What is needed
Once you reach the line containing "pub mod error;" in the data below, restate each line word for word up to and including the one containing "Format a date".

Saved data entries
==========

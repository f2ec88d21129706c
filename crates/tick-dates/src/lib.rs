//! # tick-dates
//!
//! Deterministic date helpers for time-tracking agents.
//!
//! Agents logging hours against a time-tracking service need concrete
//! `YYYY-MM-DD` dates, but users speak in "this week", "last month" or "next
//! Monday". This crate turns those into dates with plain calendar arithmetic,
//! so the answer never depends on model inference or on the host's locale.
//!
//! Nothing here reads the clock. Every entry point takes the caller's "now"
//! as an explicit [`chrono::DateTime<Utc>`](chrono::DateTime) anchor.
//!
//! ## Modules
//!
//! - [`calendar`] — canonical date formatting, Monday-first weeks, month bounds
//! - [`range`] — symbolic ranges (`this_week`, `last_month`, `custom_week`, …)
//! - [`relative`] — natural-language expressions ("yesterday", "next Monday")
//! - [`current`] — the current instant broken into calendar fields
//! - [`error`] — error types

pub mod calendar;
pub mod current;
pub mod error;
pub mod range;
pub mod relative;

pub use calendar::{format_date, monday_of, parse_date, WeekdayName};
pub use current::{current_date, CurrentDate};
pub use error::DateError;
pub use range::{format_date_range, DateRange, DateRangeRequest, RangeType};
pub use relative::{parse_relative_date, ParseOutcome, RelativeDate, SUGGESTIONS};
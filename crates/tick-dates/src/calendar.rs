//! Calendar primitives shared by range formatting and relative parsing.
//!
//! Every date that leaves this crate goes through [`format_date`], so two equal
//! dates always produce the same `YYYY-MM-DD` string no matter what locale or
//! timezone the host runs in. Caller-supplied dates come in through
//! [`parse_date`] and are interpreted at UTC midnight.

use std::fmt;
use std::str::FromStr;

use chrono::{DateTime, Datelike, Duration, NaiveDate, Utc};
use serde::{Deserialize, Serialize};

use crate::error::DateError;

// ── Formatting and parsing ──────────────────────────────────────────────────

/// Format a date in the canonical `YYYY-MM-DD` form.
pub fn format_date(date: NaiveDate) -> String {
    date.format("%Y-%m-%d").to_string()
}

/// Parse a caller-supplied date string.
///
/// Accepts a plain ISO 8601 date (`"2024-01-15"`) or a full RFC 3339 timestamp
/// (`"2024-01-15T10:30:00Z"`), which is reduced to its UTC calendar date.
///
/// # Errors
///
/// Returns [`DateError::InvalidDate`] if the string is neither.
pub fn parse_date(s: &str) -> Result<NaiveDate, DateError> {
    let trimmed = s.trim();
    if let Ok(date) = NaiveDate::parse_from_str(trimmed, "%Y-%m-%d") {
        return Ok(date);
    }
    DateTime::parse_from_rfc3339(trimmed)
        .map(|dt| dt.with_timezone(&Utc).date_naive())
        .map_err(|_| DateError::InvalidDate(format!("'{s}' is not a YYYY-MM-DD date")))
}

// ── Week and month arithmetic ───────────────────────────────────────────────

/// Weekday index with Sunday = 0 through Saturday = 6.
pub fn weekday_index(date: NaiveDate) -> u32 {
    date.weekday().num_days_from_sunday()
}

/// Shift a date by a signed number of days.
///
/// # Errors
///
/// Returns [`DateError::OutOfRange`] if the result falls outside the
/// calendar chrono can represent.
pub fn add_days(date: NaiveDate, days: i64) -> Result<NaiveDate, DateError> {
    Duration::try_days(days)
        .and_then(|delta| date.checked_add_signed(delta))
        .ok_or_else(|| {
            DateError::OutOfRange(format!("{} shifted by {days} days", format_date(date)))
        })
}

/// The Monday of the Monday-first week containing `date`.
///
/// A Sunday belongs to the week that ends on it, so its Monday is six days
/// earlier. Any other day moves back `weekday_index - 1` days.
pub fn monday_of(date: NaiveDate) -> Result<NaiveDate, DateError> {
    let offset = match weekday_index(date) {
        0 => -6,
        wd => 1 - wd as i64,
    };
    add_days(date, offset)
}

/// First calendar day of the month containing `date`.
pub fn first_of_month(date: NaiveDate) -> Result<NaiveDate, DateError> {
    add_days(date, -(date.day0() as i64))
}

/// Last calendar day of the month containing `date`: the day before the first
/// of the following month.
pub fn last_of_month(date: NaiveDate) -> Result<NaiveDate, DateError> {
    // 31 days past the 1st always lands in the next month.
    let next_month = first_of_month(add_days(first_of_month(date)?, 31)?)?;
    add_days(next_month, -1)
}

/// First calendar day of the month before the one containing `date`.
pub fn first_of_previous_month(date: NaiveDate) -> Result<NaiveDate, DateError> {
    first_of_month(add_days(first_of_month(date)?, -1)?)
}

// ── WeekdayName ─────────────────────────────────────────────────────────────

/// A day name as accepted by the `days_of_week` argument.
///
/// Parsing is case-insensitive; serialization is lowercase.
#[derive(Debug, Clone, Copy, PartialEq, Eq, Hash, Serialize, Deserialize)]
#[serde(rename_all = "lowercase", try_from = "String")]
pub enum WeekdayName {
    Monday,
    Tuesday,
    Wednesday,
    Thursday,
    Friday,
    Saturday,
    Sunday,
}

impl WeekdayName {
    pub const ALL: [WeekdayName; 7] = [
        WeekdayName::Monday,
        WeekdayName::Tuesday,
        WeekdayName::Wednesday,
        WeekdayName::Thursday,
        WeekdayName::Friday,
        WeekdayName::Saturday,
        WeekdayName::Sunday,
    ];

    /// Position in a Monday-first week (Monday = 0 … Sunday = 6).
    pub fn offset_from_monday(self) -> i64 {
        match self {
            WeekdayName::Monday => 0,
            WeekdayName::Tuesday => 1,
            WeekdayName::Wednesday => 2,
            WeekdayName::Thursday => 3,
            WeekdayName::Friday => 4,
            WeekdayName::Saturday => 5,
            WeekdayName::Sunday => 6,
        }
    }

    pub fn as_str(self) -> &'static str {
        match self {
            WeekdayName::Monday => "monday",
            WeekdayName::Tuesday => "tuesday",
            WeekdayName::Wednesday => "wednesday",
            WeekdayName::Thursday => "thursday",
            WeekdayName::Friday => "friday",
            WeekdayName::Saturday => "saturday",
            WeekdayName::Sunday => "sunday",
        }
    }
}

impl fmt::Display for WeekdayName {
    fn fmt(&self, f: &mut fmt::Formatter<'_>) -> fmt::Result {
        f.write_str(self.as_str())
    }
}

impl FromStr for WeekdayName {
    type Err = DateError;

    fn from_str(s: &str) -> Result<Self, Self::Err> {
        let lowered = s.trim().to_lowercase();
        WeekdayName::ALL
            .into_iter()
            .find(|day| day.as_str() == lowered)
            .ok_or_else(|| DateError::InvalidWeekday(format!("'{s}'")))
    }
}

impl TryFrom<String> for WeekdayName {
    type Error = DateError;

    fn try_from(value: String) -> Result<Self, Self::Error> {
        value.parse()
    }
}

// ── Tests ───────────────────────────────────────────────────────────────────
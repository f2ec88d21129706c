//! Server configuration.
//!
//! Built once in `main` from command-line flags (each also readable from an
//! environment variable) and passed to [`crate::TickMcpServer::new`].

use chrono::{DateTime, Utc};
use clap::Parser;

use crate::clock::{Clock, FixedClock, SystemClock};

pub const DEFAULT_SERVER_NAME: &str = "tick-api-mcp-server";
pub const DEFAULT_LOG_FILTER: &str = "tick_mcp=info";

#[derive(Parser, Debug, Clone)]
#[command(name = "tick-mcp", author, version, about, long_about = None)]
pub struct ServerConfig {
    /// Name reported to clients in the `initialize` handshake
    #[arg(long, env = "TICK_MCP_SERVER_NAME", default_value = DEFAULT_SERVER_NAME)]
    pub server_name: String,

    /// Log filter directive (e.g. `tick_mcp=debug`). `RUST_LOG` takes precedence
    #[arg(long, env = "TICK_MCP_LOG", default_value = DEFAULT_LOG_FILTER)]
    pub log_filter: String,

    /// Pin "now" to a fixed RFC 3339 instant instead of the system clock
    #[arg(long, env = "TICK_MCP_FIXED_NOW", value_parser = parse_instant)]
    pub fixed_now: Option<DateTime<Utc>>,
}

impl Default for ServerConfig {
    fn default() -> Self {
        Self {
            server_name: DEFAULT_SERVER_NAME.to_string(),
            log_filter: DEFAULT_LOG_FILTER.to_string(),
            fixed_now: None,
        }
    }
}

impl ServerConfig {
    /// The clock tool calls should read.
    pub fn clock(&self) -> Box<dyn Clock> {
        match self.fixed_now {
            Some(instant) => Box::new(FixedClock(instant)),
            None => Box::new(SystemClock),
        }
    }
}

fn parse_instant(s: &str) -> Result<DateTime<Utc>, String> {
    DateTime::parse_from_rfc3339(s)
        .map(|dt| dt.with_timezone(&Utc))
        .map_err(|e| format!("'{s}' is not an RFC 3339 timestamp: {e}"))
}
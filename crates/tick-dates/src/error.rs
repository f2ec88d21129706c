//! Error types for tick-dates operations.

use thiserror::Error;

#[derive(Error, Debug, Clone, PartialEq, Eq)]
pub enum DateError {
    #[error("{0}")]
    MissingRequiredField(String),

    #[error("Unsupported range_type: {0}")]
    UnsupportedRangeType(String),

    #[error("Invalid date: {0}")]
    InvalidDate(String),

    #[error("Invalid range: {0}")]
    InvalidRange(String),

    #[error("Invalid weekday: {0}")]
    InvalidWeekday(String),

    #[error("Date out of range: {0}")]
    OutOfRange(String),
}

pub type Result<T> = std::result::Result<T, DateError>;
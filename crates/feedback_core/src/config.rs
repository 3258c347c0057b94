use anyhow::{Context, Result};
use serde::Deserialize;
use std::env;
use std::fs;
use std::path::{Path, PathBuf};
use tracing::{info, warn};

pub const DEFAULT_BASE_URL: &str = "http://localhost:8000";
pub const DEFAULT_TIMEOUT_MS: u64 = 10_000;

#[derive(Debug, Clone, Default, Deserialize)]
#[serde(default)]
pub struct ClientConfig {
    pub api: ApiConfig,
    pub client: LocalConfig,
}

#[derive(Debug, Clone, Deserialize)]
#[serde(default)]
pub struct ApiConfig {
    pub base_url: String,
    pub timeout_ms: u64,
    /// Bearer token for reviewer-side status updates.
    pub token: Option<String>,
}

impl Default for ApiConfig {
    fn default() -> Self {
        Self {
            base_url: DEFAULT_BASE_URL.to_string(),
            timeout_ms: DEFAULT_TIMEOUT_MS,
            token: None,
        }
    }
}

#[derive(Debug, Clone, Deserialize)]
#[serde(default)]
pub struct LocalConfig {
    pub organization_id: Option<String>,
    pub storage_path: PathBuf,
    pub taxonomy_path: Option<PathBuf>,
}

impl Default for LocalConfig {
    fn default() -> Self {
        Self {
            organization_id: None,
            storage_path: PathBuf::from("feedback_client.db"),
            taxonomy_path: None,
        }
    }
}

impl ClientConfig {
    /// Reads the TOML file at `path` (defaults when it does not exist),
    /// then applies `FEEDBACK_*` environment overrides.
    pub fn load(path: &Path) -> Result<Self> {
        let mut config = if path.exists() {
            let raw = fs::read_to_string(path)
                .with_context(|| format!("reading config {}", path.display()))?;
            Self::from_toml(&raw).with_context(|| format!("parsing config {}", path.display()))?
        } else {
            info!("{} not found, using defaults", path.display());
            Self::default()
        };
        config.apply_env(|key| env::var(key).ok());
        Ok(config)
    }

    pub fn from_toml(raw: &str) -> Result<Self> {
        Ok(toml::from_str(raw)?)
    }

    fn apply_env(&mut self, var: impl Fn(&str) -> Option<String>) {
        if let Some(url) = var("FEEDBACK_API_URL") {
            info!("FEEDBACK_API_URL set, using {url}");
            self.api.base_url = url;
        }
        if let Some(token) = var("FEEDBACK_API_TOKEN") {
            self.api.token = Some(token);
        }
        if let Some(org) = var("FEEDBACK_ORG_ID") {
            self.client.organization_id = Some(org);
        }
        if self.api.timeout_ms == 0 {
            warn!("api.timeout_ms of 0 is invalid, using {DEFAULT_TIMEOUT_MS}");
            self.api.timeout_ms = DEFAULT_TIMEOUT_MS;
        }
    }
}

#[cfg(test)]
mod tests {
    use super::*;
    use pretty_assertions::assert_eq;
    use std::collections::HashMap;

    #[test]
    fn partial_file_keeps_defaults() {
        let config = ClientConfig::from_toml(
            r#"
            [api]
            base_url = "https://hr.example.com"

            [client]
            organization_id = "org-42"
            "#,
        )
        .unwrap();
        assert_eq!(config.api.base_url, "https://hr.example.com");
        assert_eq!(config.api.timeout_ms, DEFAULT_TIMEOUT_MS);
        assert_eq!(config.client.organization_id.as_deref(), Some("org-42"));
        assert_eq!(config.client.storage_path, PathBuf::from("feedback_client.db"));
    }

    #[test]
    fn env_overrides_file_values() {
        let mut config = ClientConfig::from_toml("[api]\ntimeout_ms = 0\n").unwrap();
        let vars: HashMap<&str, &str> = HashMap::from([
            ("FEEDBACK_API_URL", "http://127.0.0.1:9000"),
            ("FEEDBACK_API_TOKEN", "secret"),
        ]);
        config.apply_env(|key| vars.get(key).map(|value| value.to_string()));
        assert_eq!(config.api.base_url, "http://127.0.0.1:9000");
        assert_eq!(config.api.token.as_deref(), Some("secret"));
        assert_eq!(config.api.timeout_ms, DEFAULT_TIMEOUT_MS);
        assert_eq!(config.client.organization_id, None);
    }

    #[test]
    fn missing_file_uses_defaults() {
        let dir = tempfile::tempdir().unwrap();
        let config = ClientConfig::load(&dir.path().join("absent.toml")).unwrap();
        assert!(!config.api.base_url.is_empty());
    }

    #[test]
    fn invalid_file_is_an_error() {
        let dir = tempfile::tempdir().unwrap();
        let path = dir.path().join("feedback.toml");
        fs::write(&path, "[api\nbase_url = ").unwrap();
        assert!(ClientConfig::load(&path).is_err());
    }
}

==========

Task solution
pub mod error;
pub mod range;
pub mod relative;

pub use calendar::{format_date, monday_of, parse_date, WeekdayName};
pub use current::{current_date, CurrentDate};
pub use error::DateError;
pub use range::{format_date_range, DateRange, DateRangeRequest, RangeType};
pub use relative::{parse_relative_date, ParseOutcome, RelativeDate, SUGGESTIONS};
filename crates/tick-dates/src/calendar.rs
//! Calendar primitives shared by range formatting and relative parsing.
//!
//! Every date that leaves this crate goes through [`format_date`], so two equal
//! dates always produce the same `YYYY-MM-DD` string no matter what locale or
//! timezone the host runs in. Caller-supplied dates come in through
//! [`parse_date`] and are interpreted at UTC midnight.

use std::fmt;
use std::str::FromStr;

use chrono::{DateTime, Datelike, Duration, NaiveDate, Utc};
use serde::{Deserialize, Serialize};

use crate::error::DateError;

// ── Formatting and parsing ──────────────────────────────────────────────────

/// Format a date in the canonical `YYYY-MM-DD` form.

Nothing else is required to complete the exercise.